===== Material for the task

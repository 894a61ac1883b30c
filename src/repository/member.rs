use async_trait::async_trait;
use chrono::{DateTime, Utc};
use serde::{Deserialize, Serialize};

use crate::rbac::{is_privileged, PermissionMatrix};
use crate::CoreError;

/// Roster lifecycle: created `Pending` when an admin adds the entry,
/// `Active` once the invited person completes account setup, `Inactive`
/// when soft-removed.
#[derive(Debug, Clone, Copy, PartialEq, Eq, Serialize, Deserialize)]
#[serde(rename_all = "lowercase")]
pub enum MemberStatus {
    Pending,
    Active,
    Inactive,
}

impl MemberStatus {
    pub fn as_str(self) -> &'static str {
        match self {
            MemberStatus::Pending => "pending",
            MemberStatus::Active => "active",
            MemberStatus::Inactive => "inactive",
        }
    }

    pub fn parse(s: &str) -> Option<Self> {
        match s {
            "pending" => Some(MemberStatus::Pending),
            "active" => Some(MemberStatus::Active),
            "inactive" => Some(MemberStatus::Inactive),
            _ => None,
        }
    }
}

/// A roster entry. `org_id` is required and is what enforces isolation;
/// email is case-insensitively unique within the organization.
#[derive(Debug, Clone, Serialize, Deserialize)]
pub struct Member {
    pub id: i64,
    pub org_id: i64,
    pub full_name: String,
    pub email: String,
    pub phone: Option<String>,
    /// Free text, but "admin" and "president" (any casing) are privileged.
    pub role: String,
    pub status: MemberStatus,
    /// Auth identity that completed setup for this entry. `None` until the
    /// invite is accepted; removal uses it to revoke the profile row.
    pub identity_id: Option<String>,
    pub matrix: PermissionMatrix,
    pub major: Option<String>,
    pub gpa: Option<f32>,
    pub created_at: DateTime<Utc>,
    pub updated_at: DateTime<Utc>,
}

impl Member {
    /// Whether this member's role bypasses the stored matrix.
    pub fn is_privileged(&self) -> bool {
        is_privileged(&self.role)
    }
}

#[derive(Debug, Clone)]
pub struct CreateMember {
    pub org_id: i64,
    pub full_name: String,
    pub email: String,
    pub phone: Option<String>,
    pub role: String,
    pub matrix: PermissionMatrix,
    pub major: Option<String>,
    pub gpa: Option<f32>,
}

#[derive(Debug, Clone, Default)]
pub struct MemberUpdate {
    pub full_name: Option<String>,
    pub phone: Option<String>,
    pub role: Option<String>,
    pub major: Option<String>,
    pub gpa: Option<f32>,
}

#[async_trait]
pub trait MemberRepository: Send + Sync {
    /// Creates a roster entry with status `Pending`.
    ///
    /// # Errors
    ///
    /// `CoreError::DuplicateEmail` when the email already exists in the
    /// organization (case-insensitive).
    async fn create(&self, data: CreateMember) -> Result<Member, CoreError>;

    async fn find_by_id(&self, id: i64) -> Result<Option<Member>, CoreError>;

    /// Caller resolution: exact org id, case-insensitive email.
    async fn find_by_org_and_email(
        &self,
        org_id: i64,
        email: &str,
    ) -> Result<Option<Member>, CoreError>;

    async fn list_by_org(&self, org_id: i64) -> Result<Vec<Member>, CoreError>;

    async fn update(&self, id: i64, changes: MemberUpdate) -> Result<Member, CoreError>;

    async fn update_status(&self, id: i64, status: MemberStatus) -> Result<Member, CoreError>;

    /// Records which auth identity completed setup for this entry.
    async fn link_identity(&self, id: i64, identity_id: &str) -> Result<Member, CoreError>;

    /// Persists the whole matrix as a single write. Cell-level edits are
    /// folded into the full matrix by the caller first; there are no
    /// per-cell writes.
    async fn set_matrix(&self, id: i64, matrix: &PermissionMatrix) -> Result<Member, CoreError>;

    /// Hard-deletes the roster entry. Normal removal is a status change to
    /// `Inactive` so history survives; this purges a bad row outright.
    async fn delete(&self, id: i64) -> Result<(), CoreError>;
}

==========

» **Exercise instructions**
Copy each line from the data above that includes "removal".

» **Answer to this problem**
    /// invite is accepted; removal uses it to revoke the profile row.
    /// Hard-deletes the roster entry. Normal removal is a status change to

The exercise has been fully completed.